SoZ - Sozialistische Zeitung Nr. 7/8 - Juli/August 2012
Friede den Hütten - Krieg den Palästen!

Sauce hollandaise
Sparpolitik nach François Hollande

Von Bernhard Schmid



Am Sonntag, dem 17. Juni, just am Vorabend des entscheidenden zweiten Wahlgangs der französischen Parlamentswahl, stellte die Pariser Abendzeitung Le Monde auf der Titelseite die Frage: Welche "Austeritätspolitik" für die Linksregierung?


In diesem Wahlgang konnte die Sozialdemokratie zusammen mit ihrem kleinen linksliberalen Verbündeten die absolute Mehrheit der Sitze gewinnen. Ihre eigenen 302 Sitze (für die Parlamentsmehrheit wären 289 Mandate erforderlich gewesen) werden ergänzt von 18 Sitzen für das Wahlbündnis Europe Ecologie/Les Verts (EELV, Grüne und Linksbürgerliche), das auch in der Regierung vertreten ist. Im ersten wie im zweiten Wahlgang gab es jeweils eine Rekordenthaltung von fast 43% bzw. 44%.

Sicher haben die Wähler nicht bewusst für eine Variante von: "Austeritätspolitik" gestimmt, sondern eher mit der Absicht, so weit wie möglich von den Auswirkungen der Krise und sozialen Einschnitten verschont zu werden.

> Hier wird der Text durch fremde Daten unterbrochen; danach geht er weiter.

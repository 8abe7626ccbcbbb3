use std::any::TypeId;
use std::borrow::Cow;
use std::fmt;
use std::hash::{Hash, Hasher};

/// Identity under which a component, factory, constant or event topic is bound.
///
/// Defaults to a Rust type (`ServiceId::of::<T>()`, trait objects included) and
/// may be overridden with a plain string key.
#[derive(Clone)]
pub enum ServiceId {
    Type { id: TypeId, name: &'static str },
    Key(Cow<'static, str>),
}

impl ServiceId {
    pub fn of<T: ?Sized + 'static>() -> Self {
        Self::Type {
            id: TypeId::of::<T>(),
            name: std::any::type_name::<T>(),
        }
    }

    pub fn key(key: impl Into<Cow<'static, str>>) -> Self {
        Self::Key(key.into())
    }

    pub fn name(&self) -> &str {
        match self {
            Self::Type { name, .. } => name,
            Self::Key(key) => key,
        }
    }
}

impl PartialEq for ServiceId {
    fn eq(&self, other: &Self) -> bool {
        match (self, other) {
            (Self::Type { id: a, .. }, Self::Type { id: b, .. }) => a == b,
            (Self::Key(a), Self::Key(b)) => a == b,
            _ => false,
        }
    }
}

impl Eq for ServiceId {}

impl Hash for ServiceId {
    fn hash<H: Hasher>(&self, state: &mut H) {
        match self {
            Self::Type { id, .. } => {
                0u8.hash(state);
                id.hash(state);
            }
            Self::Key(key) => {
                1u8.hash(state);
                key.hash(state);
            }
        }
    }
}

impl fmt::Debug for ServiceId {
    fn fmt(&self, f: &mut fmt::Formatter<'_>) -> fmt::Result {
        match self {
            Self::Type { name, .. } => write!(f, "ServiceId::Type({name})"),
            Self::Key(key) => write!(f, "ServiceId::Key({key:?})"),
        }
    }
}

impl fmt::Display for ServiceId {
    fn fmt(&self, f: &mut fmt::Formatter<'_>) -> fmt::Result {
        f.write_str(self.name())
    }
}

impl From<&'static str> for ServiceId {
    fn from(key: &'static str) -> Self {
        Self::Key(Cow::Borrowed(key))
    }
}

impl From<String> for ServiceId {
    fn from(key: String) -> Self {
        Self::Key(Cow::Owned(key))
    }
}

/// A `(key, value)` tag attached to a binding.
pub type Tag = (String, String);

/// Narrows resolution to bindings carrying a given name and/or tags.
///
/// An empty constraint accepts every binding of the requested identity.
#[derive(Debug, Clone, Default, PartialEq, Eq)]
pub struct Constraint {
    pub name: Option<String>,
    pub tags: Vec<Tag>,
}

impl Constraint {
    pub fn named(name: impl Into<String>) -> Self {
        Self {
            name: Some(name.into()),
            tags: Vec::new(),
        }
    }

    pub fn tagged(key: impl Into<String>, value: impl Into<String>) -> Self {
        Self::default().and_tag(key, value)
    }

    pub fn and_tag(mut self, key: impl Into<String>, value: impl Into<String>) -> Self {
        self.tags.push((key.into(), value.into()));
        self
    }

    pub fn is_empty(&self) -> bool {
        self.name.is_none() && self.tags.is_empty()
    }

    pub(crate) fn matches(&self, name: Option<&str>, tags: &[Tag]) -> bool {
        if let Some(wanted) = &self.name {
            if name != Some(wanted.as_str()) {
                return false;
            }
        }
        self.tags.iter().all(|tag| tags.contains(tag))
    }
}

Dennoch macht sich kaum jemand Illusionen über die weitere Entwicklung - anders als 1981, als der bis dato einzige "sozialistische" Staatspräsident der Fünften Republik, François Mitterrand, mit dem verwegenen Versprechen "Ändern wir das Leben!" ins Amt gewählt wurde, erhofft sich heute von der Wahl niemand ernsthafte Ansätze für gesellschaftliche Veränderungen.

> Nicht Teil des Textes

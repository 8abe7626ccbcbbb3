//! Application Bootstrap
//!
//! Resolves the module graph, creates every module in order and rolls back
//! on a partial start.

use super::{LifecycleManager, Result, StopReport, shutdown_signal};
use crate::config::{ConfigService, HOOK_TIMEOUT_KEY};
use crate::di::{Scope, ServiceId};
use crate::messaging::{EVENT_BUS_MODULE, event_bus_module};
use crate::module::{ModuleDescriptor, ModuleGraph, ModuleId};
use std::sync::Arc;
use std::time::Duration;

/// A started application.
///
/// # Example
///
/// ```rust,ignore
/// use modloom::lifecycle::Application;
///
/// #[tokio::main]
/// async fn main() -> anyhow::Result<()> {
///     let app = Application::builder()
///         .module(database_module())
///         .module(app_module())
///         .start("app")
///         .await?;
///
///     let report = app.run_until_shutdown().await;
///     anyhow::ensure!(report.is_clean(), "teardown reported failures");
///     Ok(())
/// }
/// ```
pub struct Application {
    scope: Scope,
    modules: Vec<ModuleId>,
    manager: LifecycleManager,
}

impl Application {
    pub fn builder() -> ApplicationBuilder {
        ApplicationBuilder::new()
    }

    /// The root scope every module was installed into.
    pub fn scope(&self) -> &Scope {
        &self.scope
    }

    /// Created modules, in creation order.
    pub fn modules(&self) -> &[ModuleId] {
        &self.modules
    }

    /// Run every destroy hook in reverse creation order, then release the
    /// root scope.
    pub async fn stop(mut self) -> StopReport {
        tracing::info!("Shutting down application...");
        let report = self.manager.destroy_all().await;
        self.scope.dispose();
        if report.is_clean() {
            tracing::info!(modules = report.destroyed.len(), "Application shutdown complete");
        } else {
            tracing::warn!(
                modules = report.destroyed.len(),
                failures = report.failures.len(),
                "Application shutdown completed with failures"
            );
        }
        report
    }

    /// Wait for Ctrl+C or SIGTERM, then [`stop`](Self::stop).
    pub async fn run_until_shutdown(self) -> StopReport {
        shutdown_signal().await;
        self.stop().await
    }
}

impl std::fmt::Debug for Application {
    fn fmt(&self, f: &mut std::fmt::Formatter<'_>) -> std::fmt::Result {
        f.debug_struct("Application")
            .field("scope", &self.scope.id())
            .field("modules", &self.modules)
            .finish_non_exhaustive()
    }
}

/// Builder for [`Application`]
pub struct ApplicationBuilder {
    modules: Vec<Arc<ModuleDescriptor>>,
    config: Option<ConfigService>,
    hook_timeout: Option<Duration>,
}

impl Default for ApplicationBuilder {
    fn default() -> Self {
        Self::new()
    }
}

impl ApplicationBuilder {
    /// A builder with the built-in event bus module already declared.
    pub fn new() -> Self {
        Self {
            modules: vec![event_bus_module()],
            config: None,
            hook_timeout: None,
        }
    }

    /// Declare a module. Adding the same descriptor twice declares it once.
    pub fn module(mut self, module: Arc<ModuleDescriptor>) -> Self {
        if !self.modules.iter().any(|known| Arc::ptr_eq(known, &module)) {
            self.modules.push(module);
        }
        self
    }

    pub fn modules(self, modules: impl IntoIterator<Item = Arc<ModuleDescriptor>>) -> Self {
        modules.into_iter().fold(self, Self::module)
    }

    /// Use `config` instead of the process environment.
    pub fn config(mut self, config: ConfigService) -> Self {
        self.config = Some(config);
        self
    }

    /// Bound every lifecycle hook by `timeout`. Defaults to
    /// `MODLOOM_HOOK_TIMEOUT_MS` from the configuration, if set.
    pub fn hook_timeout(mut self, timeout: Duration) -> Self {
        self.hook_timeout = Some(timeout);
        self
    }

    /// Create `root` and everything it requires.
    ///
    /// Structural problems are reported before any hook runs. If a module
    /// fails to be created, every module created before it is destroyed in
    /// reverse order and the original failure is returned.
    pub async fn start(self, root: impl Into<ModuleId>) -> Result<Application> {
        let root = root.into();
        tracing::info!(root = %root, "Starting application...");

        let graph = ModuleGraph::new(self.modules)?;
        let order = graph.resolve_from(&[ModuleId::from(EVENT_BUS_MODULE), root])?;
        for module in &order {
            module.validate()?;
        }

        let config = self.config.unwrap_or_else(ConfigService::from_env);
        let hook_timeout = self.hook_timeout.or_else(|| {
            config
                .get_parsed::<u64>(HOOK_TIMEOUT_KEY)
                .map(Duration::from_millis)
        });

        let scope = Scope::root();
        scope.bind_constant(ServiceId::of::<ConfigService>(), config)?;
        let mut manager = LifecycleManager::new(scope.clone()).with_hook_timeout(hook_timeout);

        for module in &order {
            if let Err(e) = manager.create_module(module).await {
                tracing::error!(module = %module.id(), error = %e, "Module creation failed, rolling back");
                let report = manager.destroy_all().await;
                if !report.is_clean() {
                    tracing::warn!(
                        failures = report.failures.len(),
                        "Rollback completed with failures"
                    );
                }
                scope.dispose();
                return Err(e);
            }
        }

        tracing::info!(modules = order.len(), "Application initialization complete");
        Ok(Application {
            scope,
            modules: order.iter().map(|module| module.id().clone()).collect(),
            manager,
        })
    }
}

#[cfg(test)]
mod tests {
    use super::*;
    use crate::lifecycle::LifecycleError;
    use crate::module::Hook;
    use std::sync::Mutex;

    #[tokio::test]
    async fn config_is_bound_into_the_root_scope() {
        let app = Application::builder()
            .config(ConfigService::new().with("region", "eu"))
            .module(ModuleDescriptor::builder("app").build())
            .start("app")
            .await
            .unwrap();

        let config = app.scope().resolve::<ConfigService>().await.unwrap();
        assert_eq!(config.get("region").as_deref(), Some("eu"));
        assert_eq!(
            app.modules(),
            &[ModuleId::from(EVENT_BUS_MODULE), ModuleId::from("app")]
        );
        assert!(app.stop().await.is_clean());
    }

    #[tokio::test]
    async fn unknown_root_is_a_definition_error() {
        let err = Application::builder()
            .config(ConfigService::new())
            .start("missing")
            .await
            .err()
            .unwrap();
        assert!(matches!(err, LifecycleError::Definition(_)));
    }

    #[tokio::test]
    async fn invalid_module_fails_before_any_hook() {
        let ran = Arc::new(Mutex::new(false));
        let flag = Arc::clone(&ran);
        let first = ModuleDescriptor::builder("first")
            .on_create(Hook::new("mark", move |_| {
                let flag = Arc::clone(&flag);
                async move {
                    *flag.lock().unwrap() = true;
                    Ok(())
                }
            }))
            .build();
        let app = ModuleDescriptor::builder("app")
            .requires("first")
            .requires("ghost")
            .build();

        let err = Application::builder()
            .config(ConfigService::new())
            .module(first)
            .module(app)
            .start("app")
            .await
            .err()
            .unwrap();
        assert!(matches!(
            err,
            LifecycleError::Definition(crate::Error::UnknownModule { .. })
        ));
        assert!(!*ran.lock().unwrap());
    }
}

Die Chefs aus dem konservativen Spektrum führten nach ihrer Niederlage bei der Präsidentschaftswahl kaum noch ernsthaft Wahlkampf, abgesehen von der örtlichen Ebene, wo einige Parteifunktionäre um ihre politische Zukunft rangen. Die Rechte muss sich erst einmal in einer "Oppositionskur" regenerieren - und die Regierungslinke hat Zeit, sich bei ihren heutigen Wählerinnen und Wählern gründlich zu diskreditieren.

Tatsächlich steht die Sozialdemokratie nunmehr außerordentlich stark in der Verantwortung: Sie regiert seit 2004 fast alle französischen Regionen mit Ausnahme des Elsass. Seit dem 25. September 2011 gibt es, zum ersten Mal seit der Gründung der Fünften Republik im Jahr 1958 überhaupt, im Senat, dem parlamentarischen "Oberhaus", eine sozialdemokratische Mehrheit. Und nun verfügt das rosafarbene Regierungsspektrum auch über den Präsidentenposten und eine Mehrheit in der Nationalversammlung. Erstmals seit der Legislaturperiode 1981 bis 1986 hat die Sozialdemokratie dabei eine eigene, absolute Mehrheit der Abgeordneten, rein rechnerisch könnte sie auf einen Koalitionspartner verzichten.

Im Kern bieten die regierenden Sozialdemokraten wenig Alternativen zum bürgerlichen Kurs. Ihr Kernprogramm lautet: Einsparungen bei Sozial- und sonstigen Staatsausgaben und Rückkehr zu einem "ausgeglichenen Haushalt". Die Konservativen unter Sarkozy versprachen im Wahlkampf einen Staatshaushalt ohne Neuverschuldung bis 2016, die Sozialdemokraten François Hollandes bis 2017.

Und während Sarkozy ein Verschuldungsverbot - in Frankreich "Goldene Regel" genannt - in der Verfassung festschreiben wollte, schlägt Hollande eine "einfache gesetzliche Regelung" vor. In der Sache bleibt sich das ziemlich gleich.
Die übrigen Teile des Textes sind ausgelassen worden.